How about PTSD? How is it different? Diagnosed after 4 weeks of symptoms after a traumatic event. The two types of events most likely to lead to PTSD are 33% sexual trauma (which may include child sexual abuse, rape and domestic violence) and 30% interpersonal trauma (spouse). Death or child). The lifetime prevalence of PTSD can be as high as 6-9%. In one sample of 5,692 adults in the United States, 83% were exposed to severe traumatic events, but only 8.3% developed lifelong symptoms of PTSD. Very specific groups, such as Native Americans and refugees from other countries with endemic abuse and stress, are at increased risk of PTSD. Gender, age, education level, history of previous abuse, and inadequate social support can also increase the risk of developing PTSD. Women are four times more likely to suffer from PTSD than men. The more severe the symptoms at 1 month, the more likely they are to predict more severe PTSD symptoms after 6 months.

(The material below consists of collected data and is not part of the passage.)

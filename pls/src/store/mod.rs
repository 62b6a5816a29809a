//! Remote collaborators consumed by the synchronizer.
//!
//! [`ContentStore`] covers the content-addressed object store (blob, tree,
//! commit, ref) plus the pull request calls. [`CommitSource`] yields the
//! commits to release and [`Notifier`] posts human-readable comments.
//! [`GitHubStore`] implements all three over the GitHub REST API;
//! [`MemoryStore`] implements them in process.

mod error;
mod github;
mod memory;

pub use error::StoreError;
pub use github::GitHubStore;
pub use memory::{MemoryStore, Operation};

use crate::metadata::extract_version;
use async_trait::async_trait;
use serde::{Deserialize, Serialize};

/// A commit as seen by the version engine. Never mutated.
#[derive(Debug, Clone, PartialEq, Eq, Serialize, Deserialize)]
pub struct Commit {
    pub sha: String,
    pub message: String,
    pub author: String,
    pub date: String,
}

impl Commit {
    /// Creates a commit with only a sha and message.
    pub fn new(sha: impl Into<String>, message: impl Into<String>) -> Self {
        Self {
            sha: sha.into(),
            message: message.into(),
            author: String::new(),
            date: String::new(),
        }
    }

    /// Sets the author and date.
    #[must_use]
    pub fn with_author(mut self, author: impl Into<String>, date: impl Into<String>) -> Self {
        self.author = author.into();
        self.date = date.into();
        self
    }

    /// Returns the first seven characters of the sha.
    #[must_use]
    pub fn short_sha(&self) -> &str {
        self.sha.get(..7).unwrap_or(&self.sha)
    }
}

/// An open pull request. Referenced, not owned.
#[derive(Debug, Clone, PartialEq, Eq)]
pub struct PullRequest {
    pub number: u64,
    pub url: String,
    pub title: String,
    pub branch: String,
    pub body: String,
}

/// One path replaced in a new tree.
#[derive(Debug, Clone, PartialEq, Eq)]
pub struct TreeEntry {
    pub path: String,
    pub blob_sha: String,
}

/// Object store and pull request operations.
#[async_trait]
pub trait ContentStore: Send + Sync {
    /// Resolves a branch name to its commit sha.
    ///
    /// Fails with [`StoreError::RefNotFound`] if the branch does not exist.
    async fn resolve_ref(&self, branch: &str) -> Result<String, StoreError>;

    /// Returns the tree sha of a commit.
    async fn commit_tree(&self, commit_sha: &str) -> Result<String, StoreError>;

    /// Reads a file at a branch or sha. Missing files yield `None`.
    async fn read_file(&self, path: &str, reference: &str) -> Result<Option<String>, StoreError>;

    async fn create_blob(&self, content: &str) -> Result<String, StoreError>;

    /// Creates a tree that inherits `base_tree` and replaces `entries`.
    async fn create_tree(&self, base_tree: &str, entries: &[TreeEntry]) -> Result<String, StoreError>;

    async fn create_commit(
        &self,
        message: &str,
        tree: &str,
        parents: &[String],
    ) -> Result<String, StoreError>;

    /// Points `branch` at `sha`, creating the branch if needed.
    ///
    /// Without `force`, the update must be a fast-forward.
    async fn update_ref(&self, branch: &str, sha: &str, force: bool) -> Result<(), StoreError>;

    async fn find_open_pull_request(&self, head_branch: &str)
        -> Result<Option<PullRequest>, StoreError>;

    async fn create_pull_request(
        &self,
        title: &str,
        head: &str,
        base: &str,
        body: &str,
    ) -> Result<PullRequest, StoreError>;

    async fn update_pull_request(&self, number: u64, title: &str, body: &str)
        -> Result<(), StoreError>;
}

/// Supplies the commits made since the last release.
#[async_trait]
pub trait CommitSource: Send + Sync {
    /// Lists commits on `branch` after `since`, oldest first.
    ///
    /// Without a `since` anchor the walk stops at the most recent release
    /// commit.
    async fn commits_since(&self, branch: &str, since: Option<&str>) -> Result<Vec<Commit>, StoreError>;
}

/// Posts text to a pull request thread.
#[async_trait]
pub trait Notifier: Send + Sync {
    async fn notify(&self, pr_number: u64, text: &str) -> Result<(), StoreError>;
}

/// Cuts a newest-first history at the anchor sha or the latest release
/// commit, whichever comes first, and returns the rest oldest first.
pub(crate) fn commits_after_release(newest_first: Vec<Commit>, since: Option<&str>) -> Vec<Commit> {
    let mut commits: Vec<Commit> = newest_first
        .into_iter()
        .take_while(|commit| Some(commit.sha.as_str()) != since && extract_version(&commit.message).is_none())
        .collect();
    commits.reverse();
    commits
}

Diagnosis of PTSD is similar to ASD, requiring exposure to traumatic events, often with intrusive symptoms such as re-experience and flashback, and avoidance. Depression, diminished interest in activity, guilt, and disconnection from others are often seen. People feel awkward, reckless and frustrated, and tend to behave dangerously and make bad decisions. There may be more severe depersonalization, derealization, or even some amnesia in traumatic events.

PTSD tends to be a chronic disorder in many people. One-third recovers with one year of follow-up, while another one-third may remain symptomatic 10 years after trauma. Some studies have shown that patients with PTSD have inadequate social support, increased disability, and are unable to meet their higher education goals.

Now, what does this mean for dozens, if not hundreds, of people who told me they have PTSD because they are traumatized and anxious because of a pandemic? ?? The very good news is that the majority of us will feel the initial anxiety when traumatized in this way, but most of us will recover in a very short time. I hope to return to my pre-COVID life someday and I am very much looking forward to it. Those who continue to develop more severe anxiety and other related symptoms of PTSD should, of course, seek treatment as needed for what can be a chronic and debilitating illness.